* **WHAT NEEDS TO BE DONE**: Please count how many lines below contain the word "awards" and give nothing but that figure.

Data items
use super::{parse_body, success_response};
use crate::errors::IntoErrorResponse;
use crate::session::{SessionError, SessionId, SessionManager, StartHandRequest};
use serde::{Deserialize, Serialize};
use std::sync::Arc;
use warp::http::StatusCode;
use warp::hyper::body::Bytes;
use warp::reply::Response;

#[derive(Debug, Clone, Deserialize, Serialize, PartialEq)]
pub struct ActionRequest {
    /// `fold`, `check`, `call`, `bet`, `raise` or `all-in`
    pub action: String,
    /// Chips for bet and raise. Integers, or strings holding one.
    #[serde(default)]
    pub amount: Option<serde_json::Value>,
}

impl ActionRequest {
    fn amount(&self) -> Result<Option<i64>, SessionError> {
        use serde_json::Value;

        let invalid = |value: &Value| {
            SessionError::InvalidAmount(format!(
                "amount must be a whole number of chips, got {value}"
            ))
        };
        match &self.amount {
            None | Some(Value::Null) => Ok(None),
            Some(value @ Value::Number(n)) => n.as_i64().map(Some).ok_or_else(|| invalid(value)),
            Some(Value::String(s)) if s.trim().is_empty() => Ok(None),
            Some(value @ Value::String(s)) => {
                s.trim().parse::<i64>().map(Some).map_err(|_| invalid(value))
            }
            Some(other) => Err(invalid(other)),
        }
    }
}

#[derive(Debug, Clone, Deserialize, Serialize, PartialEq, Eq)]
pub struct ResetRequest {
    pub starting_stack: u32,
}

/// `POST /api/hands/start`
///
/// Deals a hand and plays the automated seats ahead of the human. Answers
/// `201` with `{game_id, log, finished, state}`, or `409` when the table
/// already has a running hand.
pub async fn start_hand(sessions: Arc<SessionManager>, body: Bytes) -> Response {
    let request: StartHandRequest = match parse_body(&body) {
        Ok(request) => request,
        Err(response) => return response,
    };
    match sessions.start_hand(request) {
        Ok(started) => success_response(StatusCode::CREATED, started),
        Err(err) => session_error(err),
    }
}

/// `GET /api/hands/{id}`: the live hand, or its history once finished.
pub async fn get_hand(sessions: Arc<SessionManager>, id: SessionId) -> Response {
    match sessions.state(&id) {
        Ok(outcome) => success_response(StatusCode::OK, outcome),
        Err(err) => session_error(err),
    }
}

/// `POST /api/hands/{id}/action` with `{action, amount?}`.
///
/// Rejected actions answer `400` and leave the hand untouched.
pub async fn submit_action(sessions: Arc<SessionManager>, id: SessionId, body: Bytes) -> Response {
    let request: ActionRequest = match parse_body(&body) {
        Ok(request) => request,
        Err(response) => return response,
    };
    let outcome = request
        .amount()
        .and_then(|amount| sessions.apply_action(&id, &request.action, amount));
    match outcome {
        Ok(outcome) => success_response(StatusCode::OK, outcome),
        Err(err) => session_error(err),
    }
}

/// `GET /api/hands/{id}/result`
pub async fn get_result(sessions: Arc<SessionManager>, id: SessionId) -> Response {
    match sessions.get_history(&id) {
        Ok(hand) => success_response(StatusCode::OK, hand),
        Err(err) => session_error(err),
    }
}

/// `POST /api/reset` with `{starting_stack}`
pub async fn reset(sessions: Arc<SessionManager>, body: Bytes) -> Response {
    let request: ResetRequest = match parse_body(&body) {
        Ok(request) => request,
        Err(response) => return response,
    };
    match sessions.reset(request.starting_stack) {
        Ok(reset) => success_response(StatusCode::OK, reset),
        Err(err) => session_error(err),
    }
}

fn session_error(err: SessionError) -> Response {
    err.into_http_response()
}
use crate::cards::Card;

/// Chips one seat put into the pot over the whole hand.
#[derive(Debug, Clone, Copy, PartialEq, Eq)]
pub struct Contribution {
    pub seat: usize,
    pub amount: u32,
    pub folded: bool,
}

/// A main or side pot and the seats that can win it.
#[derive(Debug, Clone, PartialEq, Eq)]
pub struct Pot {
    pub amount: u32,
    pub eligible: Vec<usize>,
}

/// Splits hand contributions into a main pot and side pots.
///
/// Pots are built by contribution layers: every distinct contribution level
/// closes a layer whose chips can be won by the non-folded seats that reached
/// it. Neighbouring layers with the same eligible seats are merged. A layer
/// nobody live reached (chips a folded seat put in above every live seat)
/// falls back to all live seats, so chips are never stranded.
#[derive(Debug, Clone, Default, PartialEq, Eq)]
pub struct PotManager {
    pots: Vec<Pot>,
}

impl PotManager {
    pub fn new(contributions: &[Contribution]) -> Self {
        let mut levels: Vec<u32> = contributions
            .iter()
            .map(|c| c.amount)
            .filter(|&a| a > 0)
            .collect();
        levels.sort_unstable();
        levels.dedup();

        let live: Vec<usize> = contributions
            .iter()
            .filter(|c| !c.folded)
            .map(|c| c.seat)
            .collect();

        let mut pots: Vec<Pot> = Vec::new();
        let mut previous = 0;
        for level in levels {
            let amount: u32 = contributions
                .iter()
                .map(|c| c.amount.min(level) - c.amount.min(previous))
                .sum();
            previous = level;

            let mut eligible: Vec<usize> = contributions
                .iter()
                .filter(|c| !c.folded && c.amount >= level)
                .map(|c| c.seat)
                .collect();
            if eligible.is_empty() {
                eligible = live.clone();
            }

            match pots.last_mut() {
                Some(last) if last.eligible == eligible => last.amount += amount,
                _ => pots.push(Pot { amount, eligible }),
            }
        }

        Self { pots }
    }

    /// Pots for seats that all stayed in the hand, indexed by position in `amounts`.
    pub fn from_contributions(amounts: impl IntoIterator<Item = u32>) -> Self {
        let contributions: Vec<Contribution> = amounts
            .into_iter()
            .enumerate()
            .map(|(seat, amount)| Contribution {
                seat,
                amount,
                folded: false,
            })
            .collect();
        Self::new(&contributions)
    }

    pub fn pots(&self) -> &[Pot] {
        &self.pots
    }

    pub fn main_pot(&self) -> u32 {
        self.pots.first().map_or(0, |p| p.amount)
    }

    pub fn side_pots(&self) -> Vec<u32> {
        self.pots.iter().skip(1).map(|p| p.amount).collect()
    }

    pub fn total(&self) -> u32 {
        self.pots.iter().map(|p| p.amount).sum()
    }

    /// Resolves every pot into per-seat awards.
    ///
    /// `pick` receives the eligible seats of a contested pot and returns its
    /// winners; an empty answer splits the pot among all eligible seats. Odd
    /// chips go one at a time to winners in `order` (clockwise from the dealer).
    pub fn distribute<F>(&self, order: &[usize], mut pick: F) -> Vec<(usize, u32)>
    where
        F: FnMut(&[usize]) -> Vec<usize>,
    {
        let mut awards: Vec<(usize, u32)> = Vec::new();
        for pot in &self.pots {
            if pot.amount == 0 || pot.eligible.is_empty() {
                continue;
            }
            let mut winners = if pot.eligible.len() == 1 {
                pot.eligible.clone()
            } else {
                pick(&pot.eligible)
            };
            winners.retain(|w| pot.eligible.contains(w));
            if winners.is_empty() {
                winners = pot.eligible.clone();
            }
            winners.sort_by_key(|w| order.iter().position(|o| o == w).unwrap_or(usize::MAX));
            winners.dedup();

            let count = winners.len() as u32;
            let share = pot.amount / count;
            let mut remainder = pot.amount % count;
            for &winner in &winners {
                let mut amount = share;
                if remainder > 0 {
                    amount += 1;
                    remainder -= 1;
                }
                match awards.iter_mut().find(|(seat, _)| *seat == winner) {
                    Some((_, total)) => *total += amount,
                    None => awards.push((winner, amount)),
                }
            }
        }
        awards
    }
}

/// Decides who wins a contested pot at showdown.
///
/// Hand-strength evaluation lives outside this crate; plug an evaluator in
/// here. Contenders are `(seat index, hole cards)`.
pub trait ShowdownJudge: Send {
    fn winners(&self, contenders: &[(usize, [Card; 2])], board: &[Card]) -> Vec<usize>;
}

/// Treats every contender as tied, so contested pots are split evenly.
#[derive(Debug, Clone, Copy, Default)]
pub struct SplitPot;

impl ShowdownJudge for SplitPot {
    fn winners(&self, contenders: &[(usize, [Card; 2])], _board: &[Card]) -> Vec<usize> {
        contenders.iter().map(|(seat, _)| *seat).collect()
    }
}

==

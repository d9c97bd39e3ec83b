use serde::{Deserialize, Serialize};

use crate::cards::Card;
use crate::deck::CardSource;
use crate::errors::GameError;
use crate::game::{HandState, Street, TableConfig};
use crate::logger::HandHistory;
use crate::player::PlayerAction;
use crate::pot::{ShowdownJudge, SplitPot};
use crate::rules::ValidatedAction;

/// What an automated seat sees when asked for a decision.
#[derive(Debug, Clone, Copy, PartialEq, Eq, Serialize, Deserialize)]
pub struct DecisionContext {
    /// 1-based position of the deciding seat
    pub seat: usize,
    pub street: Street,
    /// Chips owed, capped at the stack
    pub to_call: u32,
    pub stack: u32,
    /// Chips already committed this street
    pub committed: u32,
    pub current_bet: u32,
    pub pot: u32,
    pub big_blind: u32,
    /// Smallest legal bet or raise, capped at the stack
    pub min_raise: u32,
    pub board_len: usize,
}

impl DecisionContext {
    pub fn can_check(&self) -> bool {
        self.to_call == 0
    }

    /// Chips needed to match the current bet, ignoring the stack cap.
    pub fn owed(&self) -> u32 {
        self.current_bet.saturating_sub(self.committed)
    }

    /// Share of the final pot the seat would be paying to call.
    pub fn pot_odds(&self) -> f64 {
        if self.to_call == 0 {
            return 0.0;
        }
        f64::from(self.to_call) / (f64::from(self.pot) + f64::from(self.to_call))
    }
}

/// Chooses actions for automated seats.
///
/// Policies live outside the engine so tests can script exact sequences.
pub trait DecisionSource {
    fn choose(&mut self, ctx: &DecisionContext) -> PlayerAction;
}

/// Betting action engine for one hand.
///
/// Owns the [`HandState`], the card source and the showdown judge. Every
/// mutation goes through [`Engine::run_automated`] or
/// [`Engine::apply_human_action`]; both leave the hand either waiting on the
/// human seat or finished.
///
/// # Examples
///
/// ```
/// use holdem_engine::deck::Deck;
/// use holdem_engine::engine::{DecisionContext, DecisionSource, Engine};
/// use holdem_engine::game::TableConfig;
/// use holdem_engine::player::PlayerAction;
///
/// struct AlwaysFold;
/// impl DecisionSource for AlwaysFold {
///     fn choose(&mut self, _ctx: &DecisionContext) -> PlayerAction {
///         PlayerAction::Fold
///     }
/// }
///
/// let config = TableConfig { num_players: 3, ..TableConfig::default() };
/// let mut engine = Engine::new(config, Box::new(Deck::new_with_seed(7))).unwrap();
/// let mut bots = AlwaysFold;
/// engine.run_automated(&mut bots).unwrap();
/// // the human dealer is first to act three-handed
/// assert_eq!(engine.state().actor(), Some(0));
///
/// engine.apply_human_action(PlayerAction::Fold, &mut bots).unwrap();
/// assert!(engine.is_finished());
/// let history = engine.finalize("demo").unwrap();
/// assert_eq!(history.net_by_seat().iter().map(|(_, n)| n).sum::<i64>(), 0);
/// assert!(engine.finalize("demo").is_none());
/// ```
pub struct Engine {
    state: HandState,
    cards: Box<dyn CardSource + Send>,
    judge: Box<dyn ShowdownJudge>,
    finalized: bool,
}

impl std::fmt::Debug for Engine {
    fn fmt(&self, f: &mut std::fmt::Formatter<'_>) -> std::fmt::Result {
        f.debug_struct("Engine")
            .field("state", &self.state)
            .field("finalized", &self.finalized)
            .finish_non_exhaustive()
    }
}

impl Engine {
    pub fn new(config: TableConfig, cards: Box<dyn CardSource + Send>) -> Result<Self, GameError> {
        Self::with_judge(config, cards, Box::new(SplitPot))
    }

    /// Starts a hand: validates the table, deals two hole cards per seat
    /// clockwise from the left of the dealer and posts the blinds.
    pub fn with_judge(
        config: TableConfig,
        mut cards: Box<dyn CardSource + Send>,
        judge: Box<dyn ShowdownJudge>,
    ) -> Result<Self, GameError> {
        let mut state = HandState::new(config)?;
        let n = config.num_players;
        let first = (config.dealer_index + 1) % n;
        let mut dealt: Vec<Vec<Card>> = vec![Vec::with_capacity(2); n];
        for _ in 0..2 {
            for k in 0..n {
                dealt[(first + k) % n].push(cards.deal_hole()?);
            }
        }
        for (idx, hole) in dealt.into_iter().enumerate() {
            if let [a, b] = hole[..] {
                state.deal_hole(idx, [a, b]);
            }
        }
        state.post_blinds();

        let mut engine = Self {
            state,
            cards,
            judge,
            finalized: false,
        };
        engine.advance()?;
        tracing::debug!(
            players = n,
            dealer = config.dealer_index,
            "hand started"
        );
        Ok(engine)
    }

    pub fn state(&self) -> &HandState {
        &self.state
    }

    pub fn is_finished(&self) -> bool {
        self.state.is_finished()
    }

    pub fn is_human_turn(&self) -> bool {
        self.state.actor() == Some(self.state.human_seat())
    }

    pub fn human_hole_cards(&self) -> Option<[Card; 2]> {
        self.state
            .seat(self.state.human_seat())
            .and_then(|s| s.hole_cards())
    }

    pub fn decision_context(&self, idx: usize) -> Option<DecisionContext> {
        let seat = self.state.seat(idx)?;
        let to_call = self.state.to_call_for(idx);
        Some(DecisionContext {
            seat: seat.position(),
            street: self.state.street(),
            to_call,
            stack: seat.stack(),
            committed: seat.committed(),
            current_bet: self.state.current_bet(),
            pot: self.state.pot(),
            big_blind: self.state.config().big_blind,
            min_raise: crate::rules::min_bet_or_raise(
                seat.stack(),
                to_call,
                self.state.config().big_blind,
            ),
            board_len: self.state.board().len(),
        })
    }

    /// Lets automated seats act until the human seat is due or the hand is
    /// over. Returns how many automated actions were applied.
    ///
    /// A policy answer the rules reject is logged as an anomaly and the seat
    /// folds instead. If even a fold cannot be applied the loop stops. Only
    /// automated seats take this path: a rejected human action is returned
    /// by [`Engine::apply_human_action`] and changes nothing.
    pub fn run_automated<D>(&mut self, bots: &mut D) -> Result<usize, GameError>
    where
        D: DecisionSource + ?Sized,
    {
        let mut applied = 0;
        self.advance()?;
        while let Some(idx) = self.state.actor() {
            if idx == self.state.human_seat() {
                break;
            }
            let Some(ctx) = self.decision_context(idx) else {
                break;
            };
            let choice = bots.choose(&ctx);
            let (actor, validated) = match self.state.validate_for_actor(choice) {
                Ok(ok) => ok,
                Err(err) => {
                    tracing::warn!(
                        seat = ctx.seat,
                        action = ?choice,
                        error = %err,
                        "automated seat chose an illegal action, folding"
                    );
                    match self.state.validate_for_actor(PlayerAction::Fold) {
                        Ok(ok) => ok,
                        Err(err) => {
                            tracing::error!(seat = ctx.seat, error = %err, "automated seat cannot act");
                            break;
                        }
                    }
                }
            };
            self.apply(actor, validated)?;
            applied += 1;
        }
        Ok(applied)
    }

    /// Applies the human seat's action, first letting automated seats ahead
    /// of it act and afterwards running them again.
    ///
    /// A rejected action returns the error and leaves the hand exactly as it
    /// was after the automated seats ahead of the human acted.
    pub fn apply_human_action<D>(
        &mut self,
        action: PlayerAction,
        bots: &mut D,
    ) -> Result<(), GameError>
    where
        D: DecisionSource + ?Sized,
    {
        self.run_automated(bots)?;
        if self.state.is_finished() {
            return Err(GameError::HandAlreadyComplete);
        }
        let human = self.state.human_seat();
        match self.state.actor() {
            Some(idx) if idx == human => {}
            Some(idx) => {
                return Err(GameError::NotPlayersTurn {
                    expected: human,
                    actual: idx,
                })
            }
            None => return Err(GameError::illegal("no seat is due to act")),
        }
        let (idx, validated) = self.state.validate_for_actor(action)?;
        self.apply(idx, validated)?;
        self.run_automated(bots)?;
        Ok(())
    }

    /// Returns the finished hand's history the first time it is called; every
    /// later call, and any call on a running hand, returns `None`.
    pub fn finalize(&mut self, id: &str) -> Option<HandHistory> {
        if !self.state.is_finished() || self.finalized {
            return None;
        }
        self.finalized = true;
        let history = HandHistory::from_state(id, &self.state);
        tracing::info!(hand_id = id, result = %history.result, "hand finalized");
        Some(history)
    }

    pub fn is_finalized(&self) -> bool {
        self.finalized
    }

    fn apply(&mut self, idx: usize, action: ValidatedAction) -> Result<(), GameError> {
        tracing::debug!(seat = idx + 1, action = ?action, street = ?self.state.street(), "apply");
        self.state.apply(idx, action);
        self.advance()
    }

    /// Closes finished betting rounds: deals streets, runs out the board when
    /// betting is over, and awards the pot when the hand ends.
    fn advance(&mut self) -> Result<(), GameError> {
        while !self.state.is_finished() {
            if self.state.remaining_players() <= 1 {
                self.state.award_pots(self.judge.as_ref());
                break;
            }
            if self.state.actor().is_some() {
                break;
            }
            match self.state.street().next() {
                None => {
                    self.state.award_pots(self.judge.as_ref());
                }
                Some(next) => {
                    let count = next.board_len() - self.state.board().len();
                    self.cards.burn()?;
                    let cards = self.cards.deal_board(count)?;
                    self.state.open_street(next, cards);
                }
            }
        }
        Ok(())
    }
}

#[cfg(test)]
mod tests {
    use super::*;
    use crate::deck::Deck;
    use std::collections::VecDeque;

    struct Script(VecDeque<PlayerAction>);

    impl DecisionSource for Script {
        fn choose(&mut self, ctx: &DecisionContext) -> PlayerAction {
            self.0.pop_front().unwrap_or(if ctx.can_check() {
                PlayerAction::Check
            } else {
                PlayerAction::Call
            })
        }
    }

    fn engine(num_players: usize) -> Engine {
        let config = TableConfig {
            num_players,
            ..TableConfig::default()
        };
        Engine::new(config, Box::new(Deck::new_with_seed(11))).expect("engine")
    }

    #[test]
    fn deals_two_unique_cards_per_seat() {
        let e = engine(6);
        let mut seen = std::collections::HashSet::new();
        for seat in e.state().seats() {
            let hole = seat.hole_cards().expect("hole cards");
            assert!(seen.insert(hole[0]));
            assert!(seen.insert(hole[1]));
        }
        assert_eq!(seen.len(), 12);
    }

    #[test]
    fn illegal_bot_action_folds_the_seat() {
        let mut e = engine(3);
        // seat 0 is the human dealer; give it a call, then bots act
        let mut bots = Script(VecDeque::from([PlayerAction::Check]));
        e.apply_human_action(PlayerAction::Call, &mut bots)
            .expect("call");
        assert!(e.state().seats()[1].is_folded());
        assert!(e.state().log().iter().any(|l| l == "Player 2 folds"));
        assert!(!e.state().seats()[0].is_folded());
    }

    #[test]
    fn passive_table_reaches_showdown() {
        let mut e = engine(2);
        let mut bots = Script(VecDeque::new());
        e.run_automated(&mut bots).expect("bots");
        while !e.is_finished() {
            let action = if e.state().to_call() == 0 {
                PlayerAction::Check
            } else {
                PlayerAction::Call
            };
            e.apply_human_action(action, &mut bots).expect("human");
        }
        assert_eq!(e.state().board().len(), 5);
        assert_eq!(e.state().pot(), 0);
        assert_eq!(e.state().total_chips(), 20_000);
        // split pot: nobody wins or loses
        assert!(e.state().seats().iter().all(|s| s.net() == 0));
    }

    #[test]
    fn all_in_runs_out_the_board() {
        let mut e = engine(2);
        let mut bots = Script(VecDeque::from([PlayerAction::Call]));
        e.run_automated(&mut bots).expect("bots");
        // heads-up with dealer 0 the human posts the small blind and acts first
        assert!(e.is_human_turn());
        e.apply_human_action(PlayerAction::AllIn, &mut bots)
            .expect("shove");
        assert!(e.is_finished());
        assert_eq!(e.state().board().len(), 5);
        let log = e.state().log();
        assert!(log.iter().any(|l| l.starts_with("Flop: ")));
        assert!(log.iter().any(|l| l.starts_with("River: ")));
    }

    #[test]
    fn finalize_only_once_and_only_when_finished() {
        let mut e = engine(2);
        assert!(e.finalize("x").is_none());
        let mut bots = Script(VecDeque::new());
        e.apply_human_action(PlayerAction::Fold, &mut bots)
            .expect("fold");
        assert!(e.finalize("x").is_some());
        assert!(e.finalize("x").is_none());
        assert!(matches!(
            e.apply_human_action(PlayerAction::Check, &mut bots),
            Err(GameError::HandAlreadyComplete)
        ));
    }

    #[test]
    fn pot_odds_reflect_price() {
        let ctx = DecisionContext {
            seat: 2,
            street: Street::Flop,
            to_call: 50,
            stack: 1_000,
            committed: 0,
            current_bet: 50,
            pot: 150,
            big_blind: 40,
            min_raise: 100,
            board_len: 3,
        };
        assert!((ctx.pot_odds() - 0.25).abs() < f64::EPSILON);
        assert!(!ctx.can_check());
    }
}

* **RESULT**: 6